Полякова С. Об античном романе 20 страница




64. Пораженные и вполне веря рассказу, мы поцеловали стол, заклиная Ночных сидеть дома, когда мы будем возвращаться с пира.

Тут у меня светильники в глазах стали двоиться, а триклиний кругом пошел. Но в это время Трималхион сказал:

– А ты, Плокам, я тебе говорю, почему ничего не расскажешь? Почему нас не позабавишь? Ты, бывало, веселее всех за столом: и диалоги прекрасно представляешь, и песни поешь. Увы, увы! Прошло то время золотое.

– Ох, – ответил тот, – отбегались мои колесницы с тех пор, как у меня подагра; а в прежние дни, когда я еще парнишкой был, то мне от пения чуть сухотка не приключилась. Кто лучше меня танцевал? Кто диалоги и цирюльню представлять умел? Разве один Апеллет[246] – и никто больше!
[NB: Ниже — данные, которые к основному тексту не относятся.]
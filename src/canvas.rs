//! Canvas session: one client's wiring of the engine parts.
//!
//! SYSTEM CONTEXT
//! ==============
//! A renderer (or the CLI) owns one `CanvasSession`. It shares a single
//! replica between the feed (writer) and the submitter (reader), hands both
//! the same auth session, and keeps the local viewport.

#[cfg(test)]
#[path = "canvas_test.rs"]
mod canvas_test;

use std::collections::HashMap;
use std::sync::Arc;

use tokio::sync::watch;

use crate::auth::AuthState;
use crate::backend::{CellBackend, Realtime, TransportError};
use crate::color::Color;
use crate::config::SyncConfig;
use crate::feed::{ChangeFeedClient, ConnectionStatus};
use crate::grid::Coord;
use crate::net::{HttpCellBackend, WsRealtime};
use crate::presence::PresenceEntry;
use crate::state::{Replica, SharedReplica};
use crate::submit::{EditError, EditSubmitter};
use crate::viewport::{Point, Viewport, ViewportError};

#[derive(Debug, thiserror::Error)]
pub enum SessionError {
    #[error(transparent)]
    Transport(#[from] TransportError),
    #[error(transparent)]
    Viewport(#[from] ViewportError),
}

pub struct CanvasSession {
    auth: AuthState,
    replica: SharedReplica,
    feed: ChangeFeedClient,
    submitter: EditSubmitter,
    viewport: Viewport,
}

impl CanvasSession {
    /// Session backed by the HTTP + WebSocket collaborators at `config.base_url`.
    ///
    /// # Errors
    ///
    /// Returns [`SessionError`] if the HTTP client cannot be built or the
    /// configured geometry is invalid.
    pub fn connect_to(config: &SyncConfig, auth: AuthState) -> Result<Self, SessionError> {
        let backend = Arc::new(HttpCellBackend::new(config.cells_url(), config.request_timeout)?);
        let realtime = Arc::new(WsRealtime::new(config.ws_url()));
        Self::with_collaborators(config, auth, backend, realtime)
    }

    /// # Errors
    ///
    /// Returns [`SessionError::Viewport`] if the configured geometry is invalid.
    pub fn with_collaborators(
        config: &SyncConfig,
        auth: AuthState,
        backend: Arc<dyn CellBackend>,
        realtime: Arc<dyn Realtime>,
    ) -> Result<Self, SessionError> {
        let viewport = config.viewport()?;
        let replica = Replica::shared(Color::WHITE);
        let feed = ChangeFeedClient::new(
            Arc::clone(&backend),
            realtime,
            auth.session(),
            Arc::clone(&replica),
            config.feed(),
        );
        let submitter = EditSubmitter::new(backend, auth.session(), Arc::clone(&replica));
        Ok(Self { auth, replica, feed, submitter, viewport })
    }

    pub async fn start(&mut self) {
        self.feed.connect().await;
    }

    pub async fn stop(&mut self) {
        self.feed.disconnect().await;
    }

    #[must_use]
    pub fn auth(&self) -> &AuthState {
        &self.auth
    }

    #[must_use]
    pub fn submitter(&self) -> &EditSubmitter {
        &self.submitter
    }

    #[must_use]
    pub fn status(&self) -> watch::Receiver<ConnectionStatus> {
        self.feed.status()
    }

    #[must_use]
    pub fn viewport(&self) -> &Viewport {
        &self.viewport
    }

    pub fn viewport_mut(&mut self) -> &mut Viewport {
        &mut self.viewport
    }

    /// Select the cell under a pointer position in the current viewport.
    ///
    /// # Errors
    ///
    /// Returns [`EditError`] when signed out or the point is off-grid.
    pub async fn click(&self, screen: Point) -> Result<Coord, EditError> {
        self.submitter.select_at(screen, &self.viewport).await
    }

    /// Authoritative colors, for an initial render.
    pub async fn snapshot_all(&self) -> HashMap<Coord, Color> {
        self.replica.read().await.grid.snapshot_all()
    }

    pub async fn cell_count(&self) -> usize {
        self.replica.read().await.grid.len()
    }

    pub async fn online_count(&self) -> usize {
        self.replica.read().await.presence.count()
    }

    pub async fn online(&self) -> Vec<PresenceEntry> {
        self.replica.read().await.presence.list()
    }
}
Засунув пальцы в рот, он засвистал что‑то отвратительное, уверяя потом, что это греческая штука; Трималхион же, в свою очередь, изобразив флейтиста, обернулся к своему любимцу, по имени Крез. Этот мальчишка с гноящимися глазами и грязнейшими зубами между тем повязал зеленой ширинкой брюхо черной сучки, до неприличия толстой, и, положив на ложе половину каравая, пичкал ее, хоть она и давилась. При виде этого Трималхион вспомнил о Скилаке – «защитнике дома и присных» и приказал его привести.

Тотчас же привели огромного пса на цепи; привратник пихнул его ногой, чтобы он лег, и собака расположилась перед столом.
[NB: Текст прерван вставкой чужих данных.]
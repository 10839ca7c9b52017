//! Presence service: roster of online users keyed by `user_id`.
//!
//! DESIGN
//! ======
//! A user may be connected from several sockets. The roster counts the
//! connections that announced each user: the first heartbeat broadcasts
//! `presence:join` to the others, and `presence:leave` goes out only when
//! the user's last connection is released. Every new connection and every
//! heartbeat is answered with a `presence:sync` carrying the whole roster.

use std::collections::HashMap;

use frames::{Frame, Payload, PresencePayload, now_ms, syscall, topic};
use tracing::{debug, info};
use uuid::Uuid;

use crate::state::{AppState, RosterEntry};

#[derive(Debug, thiserror::Error)]
pub enum PresenceError {
    #[error("heartbeat must name a user")]
    MissingUser,
}

impl crate::error::ErrorCode for PresenceError {
    fn error_code(&self) -> &'static str {
        match self {
            Self::MissingUser => "E_UNAUTHENTICATED",
        }
    }
}

/// Record a heartbeat from `client_id` and return the current roster,
/// sorted by `user_id`.
///
/// # Errors
///
/// Returns `MissingUser` when the payload carries an empty `user_id`.
pub async fn heartbeat(
    state: &AppState,
    client_id: Uuid,
    mut presence: PresencePayload,
) -> Result<Vec<PresencePayload>, PresenceError> {
    if presence.user_id.trim().is_empty() {
        return Err(PresenceError::MissingUser);
    }
    presence.seen_at = now_ms();

    let mut roster = state.roster.write().await;
    let joined = match roster.get_mut(&presence.user_id) {
        Some(entry) => {
            let first_from_client = entry.connections.insert(client_id);
            entry.presence = presence.clone();
            debug!(%client_id, user_id = %presence.user_id, first_from_client, "presence: heartbeat");
            false
        }
        None => {
            let entry = RosterEntry { presence: presence.clone(), connections: [client_id].into() };
            roster.insert(presence.user_id.clone(), entry);
            true
        }
    };

    if joined {
        info!(%client_id, user_id = %presence.user_id, "presence: join");
        let frame =
            Frame::request(syscall::PRESENCE_JOIN, Payload::Presence(presence.clone())).with_topic(topic::PRESENCE);
        state.broadcast(&frame, Some(client_id)).await;
    }

    Ok(sorted(&roster))
}

/// Current roster, sorted by `user_id`. Sent to every new connection so
/// watchers that never announce themselves still see who is online.
pub async fn roster(state: &AppState) -> Vec<PresencePayload> {
    sorted(&*state.roster.read().await)
}

fn sorted(roster: &HashMap<String, RosterEntry>) -> Vec<PresencePayload> {
    let mut list: Vec<PresencePayload> = roster.values().map(|entry| entry.presence.clone()).collect();
    list.sort_by(|a, b| a.user_id.cmp(&b.user_id));
    list
}

/// Drop `client_id` from `user_id`'s connections. Returns `true` and
/// broadcasts `presence:leave` when that was the user's last connection.
pub async fn release(state: &AppState, client_id: Uuid, user_id: &str) -> bool {
    let mut roster = state.roster.write().await;
    let Some(entry) = roster.get_mut(user_id) else {
        return false;
    };
    entry.connections.remove(&client_id);
    if !entry.connections.is_empty() {
        return false;
    }
    let Some(entry) = roster.remove(user_id) else {
        return false;
    };

    info!(%client_id, %user_id, "presence: leave");
    let frame = Frame::request(syscall::PRESENCE_LEAVE, Payload::Presence(entry.presence)).with_topic(topic::PRESENCE);
    state.broadcast(&frame, Some(client_id)).await;
    true
}

#[cfg(test)]
#[path = "presence_test.rs"]
mod presence_test;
– Никто меня в доме не любит так, как он, – сказал Трималхион, размахивая куском белого хлеба.

Мальчишка, рассердившись, что так сильно похвалили Скилака, спустил на землю свою сучку и принялся науськивать ее на пса. Скилак, по собачьему своему обычаю, наполнил триклиний ужасающим лаем и едва не разорвал в клочки Жемчужину Креза. Но переполох собачьей грызней не кончился: возясь, они опрокинули светильник, который, упав на стол, расколол всю хрустальную посуду и обрызгал гостей кипящим маслом. Трималхион, чтобы не показалось, будто его огорчила эта потеря, поцеловал мальчика и приказал ему взобраться себе на плечи. Тот, не раздумывая долго, живо оседлал хозяина и принялся ударять его по плечам, приговаривая сквозь смех:

– Щечка, щечка, сколько нас?[247]

Некоторое время Трималхион терпеливо сносил это издевательство. Потом приказал налить вина в большую чашу и дать выпить сидевшим в ногах рабам, прибавив при этом:

– Если кто пить не станет, вылей ему на голову. Делу время, потехе час.
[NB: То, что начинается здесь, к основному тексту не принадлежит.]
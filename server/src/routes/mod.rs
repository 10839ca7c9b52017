//! Router assembly.
//!
//! SYSTEM CONTEXT
//! ==============
//! This module binds the HTTP cell API and the websocket feed under a single
//! Axum router. Clients catch up with `GET /api/cells`, paint with
//! `POST /api/cells` and follow changes on `/api/ws`.

pub mod cells;
pub mod ws;

use axum::Router;
use axum::http::StatusCode;
use axum::routing::get;
use tower_http::cors::{Any, CorsLayer};
use tower_http::trace::TraceLayer;

use crate::state::AppState;

/// Full application router.
pub fn app(state: AppState) -> Router {
    let cors = CorsLayer::new()
        .allow_origin(Any)
        .allow_methods(Any)
        .allow_headers(Any);

    Router::new()
        .route("/api/cells", get(cells::list_cells).post(cells::write_cell))
        .route("/api/ws", get(ws::handle_ws))
        .route("/healthz", get(healthz))
        .layer(cors)
        .layer(TraceLayer::new_for_http())
        .with_state(state)
}

async fn healthz() -> StatusCode {
    StatusCode::OK
}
65. За этим проявлением человеколюбия последовали такие лакомства, что – верьте, не верьте – мне и теперь, при воспоминании, дурно делается: вместо дроздов нас обносили жирными пулярдами и гусиными яйцами в гарнире, причем Трималхион обидчивым тоном просил нас есть, говоря, что из кур вынуты все кости.

Вдруг в двери триклиния постучал ликтор, и вошел одетый в белое, сопровождаемый большой свитой новый сотрапезник. Пораженный его величием, я вообразил, что пожаловал претор, и потому хотел было вскочить с ложа и спустить на землю босые ноги, но Агамемнон посмеялся над моим испугом и сказал:

– Сиди, глупый ты человек. Это – Габинна, севир, он же и каменотес. Говорят, превосходно делает надгробные памятники.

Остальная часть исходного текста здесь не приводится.